# WHAT TO WORK ON:
Search the entries for the word "json" and return every line where it is found.

##########

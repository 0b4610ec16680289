use std::collections::HashMap;
use std::sync::Arc;
use std::time::Duration;

use anyhow::Result;
use async_trait::async_trait;
use chrono::{DateTime, TimeDelta, Utc};
use tokio::sync::RwLock;

use crate::cache::gateway::TokenStore;

#[derive(Debug, Clone)]
struct Entry {
    value: String,
    expires_at: DateTime<Utc>,
}

impl Entry {
    fn is_expired(&self) -> bool {
        Utc::now() >= self.expires_at
    }
}

/// In-process token store: key -> (payload, expiry)
#[derive(Debug, Clone, Default)]
pub struct MemoryStore {
    inner: Arc<RwLock<HashMap<String, Entry>>>,
}

impl MemoryStore {
    pub fn new() -> Self {
        Self { inner: Arc::new(RwLock::new(HashMap::new())) }
    }

    /// Number of stored entries, expired ones included until the next write
    pub async fn len(&self) -> usize {
        self.inner.read().await.len()
    }

    pub async fn is_empty(&self) -> bool {
        self.inner.read().await.is_empty()
    }
}

#[async_trait]
impl TokenStore for MemoryStore {
    async fn get(&self, key: &str) -> Result<Option<String>> {
        {
            let map = self.inner.read().await;
            match map.get(key) {
                None => return Ok(None),
                Some(entry) if !entry.is_expired() => return Ok(Some(entry.value.clone())),
                Some(_) => {}
            }
        }
        // prune, unless a fresh entry was written in between
        let mut map = self.inner.write().await;
        if map.get(key).is_some_and(Entry::is_expired) {
            map.remove(key);
        }
        Ok(map.get(key).map(|entry| entry.value.clone()))
    }

    async fn set_with_expiry(&self, key: &str, value: &str, ttl: Duration) -> Result<()> {
        let ttl = TimeDelta::from_std(ttl).unwrap_or_else(|_| TimeDelta::days(36500));
        let expires_at = Utc::now().checked_add_signed(ttl).unwrap_or(DateTime::<Utc>::MAX_UTC);
        let mut map = self.inner.write().await;
        map.retain(|_, entry| !entry.is_expired());
        map.insert(key.to_owned(), Entry { value: value.to_owned(), expires_at });
        Ok(())
    }
}
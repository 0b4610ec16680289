//! Client configuration: YAML file or environment.

pub mod loader;
pub mod settings;

pub use loader::{file_to_settings, parse_settings, settings_from_env};
pub use settings::{CacheConfig, IssuerConfig, LogFormat, LoggingConfig, TokenSettings};
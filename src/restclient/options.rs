use serde::Deserialize;

pub const DEFAULT_TIMEOUT_SECONDS: u64 = 10;
pub const DEFAULT_PROTOCOL: &str = "http";
pub const DEFAULT_CONTENT_TYPE: &str = "application/json";
pub const DEFAULT_ACCEPT: &str = "application/json";

/// ================================
/// Per-request options of the REST helper
/// ================================
///
/// Applied in this order when a request is built:
/// 1. `protocol` -> scheme of the destination url
/// 2. `timeout_seconds` -> whole-request timeout (connect included)
/// 3. `token` -> `Authorization: token <token>`
/// 4. `content_type` -> `Content-Type`
/// 5. `accept` -> `Accept`
/// 6. `operation_name` -> name of the client span, defaults to the url
#[derive(Debug, Clone, PartialEq, Eq, Deserialize)]
#[serde(default)]
pub struct RequestOptions {
    pub timeout_seconds: u64,
    pub protocol: String,
    pub content_type: String,
    pub accept: String,
    pub token: Option<String>,
    pub operation_name: Option<String>,
}

impl Default for RequestOptions {
    fn default() -> Self {
        Self {
            timeout_seconds: DEFAULT_TIMEOUT_SECONDS,
            protocol: DEFAULT_PROTOCOL.to_owned(),
            content_type: DEFAULT_CONTENT_TYPE.to_owned(),
            accept: DEFAULT_ACCEPT.to_owned(),
            token: None,
            operation_name: None,
        }
    }
}

impl RequestOptions {
    pub fn with_timeout_seconds(mut self, timeout_seconds: u64) -> Self {
        self.timeout_seconds = timeout_seconds;
        self
    }

    pub fn with_protocol(mut self, protocol: impl Into<String>) -> Self {
        self.protocol = protocol.into();
        self
    }

    pub fn with_token(mut self, token: impl Into<String>) -> Self {
        self.token = Some(token.into());
        self
    }

    pub fn with_operation_name(mut self, operation_name: impl Into<String>) -> Self {
        self.operation_name = Some(operation_name.into());
        self
    }
}
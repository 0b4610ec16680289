use std::sync::Arc;

use anyhow::Result;
use tokio::time::Instant;
use tracing::{debug, error, info, warn};

use crate::acquisition::bypass::CacheBypass;
use crate::cache::{MemoryStore, RedisStore, TokenCacheGateway};
use crate::config::TokenSettings;
use crate::observability::metrics::{get_metrics, BYPASS, DISABLED, ERROR, HIT, MISS, OK, REJECTED, TRANSPORT};
use crate::parser::ttl::extract_ttl;
use crate::sources::{HttpIssuer, IssuerRejection, TokenIssuer, TokenRequest, ISSUER_SUCCESS_CODE};

/// Cache-aside token acquisition.
///
/// Holds no mutable state of its own: cloning is cheap and every clone can be
/// used concurrently. Concurrent misses for the same identity each reach the
/// issuer and each write the cache.
#[derive(Clone)]
pub struct TokenAcquirer {
    issuer: Arc<dyn TokenIssuer>,
    cache: TokenCacheGateway,
    bypass: CacheBypass,
}

impl TokenAcquirer {
    /// Acquirer without a cache, bypass read from `SC_SKIP_TOKEN_CACHE`.
    pub fn new(issuer: impl TokenIssuer + 'static) -> Self {
        Self {
            issuer: Arc::new(issuer),
            cache: TokenCacheGateway::Disabled,
            bypass: CacheBypass::default(),
        }
    }

    pub fn with_cache(mut self, cache: TokenCacheGateway) -> Self {
        self.cache = cache;
        self
    }

    pub fn with_bypass(mut self, bypass: CacheBypass) -> Self {
        self.bypass = bypass;
        self
    }

    /// HTTP issuer from `settings.issuer`; Redis cache when a url is
    /// configured, memory cache for a cache section without one, no cache
    /// when the section is absent.
    pub fn from_settings(settings: &TokenSettings) -> Result<Self> {
        let issuer = HttpIssuer::new(
            settings.issuer.service_addr.clone(),
            settings.issuer.api_path.clone(),
            settings.issuer.request.clone(),
        )?;
        let mut acquirer = Self::new(issuer);

        if let Some(cache_config) = &settings.cache {
            let cache = match &cache_config.redis_url {
                Some(url) => TokenCacheGateway::new(RedisStore::from_url(url)?),
                None => TokenCacheGateway::new(MemoryStore::new()),
            };
            acquirer = acquirer
                .with_cache(cache)
                .with_bypass(CacheBypass::env(cache_config.skip_env.clone()));
        }
        Ok(acquirer)
    }

    pub fn cache(&self) -> &TokenCacheGateway {
        &self.cache
    }

    /// Token of the calling service itself.
    pub async fn get_app_token(&self, service_name: &str, service_secret: &str) -> Result<String> {
        self.acquire(&TokenRequest::app(service_name, service_secret)).await
    }

    /// Token of the calling service acting for `user_id`.
    pub async fn get_user_token(&self, service_name: &str, service_secret: &str, user_id: &str) -> Result<String> {
        self.acquire(&TokenRequest::user(service_name, service_secret, user_id)).await
    }

    /// Returns the issuer payload verbatim, from cache when possible.
    ///
    /// Only issuer failures are errors: a transport error is returned as is,
    /// a non-200 answer becomes an [`IssuerRejection`] carrying the raw body.
    /// Cache failures are logged and otherwise ignored.
    pub async fn acquire(&self, request: &TokenRequest) -> Result<String> {
        let metrics = get_metrics().await;
        let kind = request.kind().as_str();
        let key = request.cache_key();

        // -------------------------------
        // 1. Cache read
        // -------------------------------

        if !self.cache.is_configured() {
            metrics.cache_lookups.with_label_values(&[kind, DISABLED]).inc();
        } else if self.bypass.is_enabled() {
            debug!(key = %key, "skipping {} token cache read", kind);
            metrics.cache_lookups.with_label_values(&[kind, BYPASS]).inc();
        } else if let Some(cached) = self.cache.get(&key).await {
            debug!(key = %key, "{} token served from cache", kind);
            metrics.cache_lookups.with_label_values(&[kind, HIT]).inc();
            return Ok(cached);
        } else {
            debug!(key = %key, "{} token not in cache, set it later", kind);
            metrics.cache_lookups.with_label_values(&[kind, MISS]).inc();
        }

        // -------------------------------
        // 2. Issuer call
        // -------------------------------

        info!(service = %request.service_name(), "requesting {} token", kind);
        metrics.issuer_requests.with_label_values(&[kind]).inc();
        let start = Instant::now();
        let response = self.issuer.issue(request).await.inspect_err(|e| {
            error!("get {} token occur error {}", kind, e);
            metrics.issuer_failures.with_label_values(&[kind, TRANSPORT]).inc();
        })?;
        metrics.issuer_duration.with_label_values(&[kind]).observe(start.elapsed().as_secs_f64());

        if response.code != ISSUER_SUCCESS_CODE {
            error!(code = response.code, body = %response.body, "get {} token occur error", kind);
            metrics.issuer_failures.with_label_values(&[kind, REJECTED]).inc();
            return Err(IssuerRejection { status: response.code, body: response.body }.into());
        }

        // -------------------------------
        // 3. Cache write, also after a bypassed read
        // -------------------------------

        if self.cache.is_configured() {
            let ttl = extract_ttl(response.body.as_bytes());
            match self.cache.set_with_expiry(&key, &response.body, ttl).await {
                Ok(()) => {
                    debug!(key = %key, ttl_secs = ttl.as_secs(), "{} token cached", kind);
                    metrics.cache_writes.with_label_values(&[kind, OK]).inc();
                }
                Err(e) => {
                    warn!(key = %key, error = %e, "setex {} token to cache err", kind);
                    metrics.cache_writes.with_label_values(&[kind, ERROR]).inc();
                }
            }
        }

        Ok(response.body)
    }
}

##########

# EXPECTED OUTPUT:
pub const DEFAULT_CONTENT_TYPE: &str = "application/json";
pub const DEFAULT_ACCEPT: &str = "application/json";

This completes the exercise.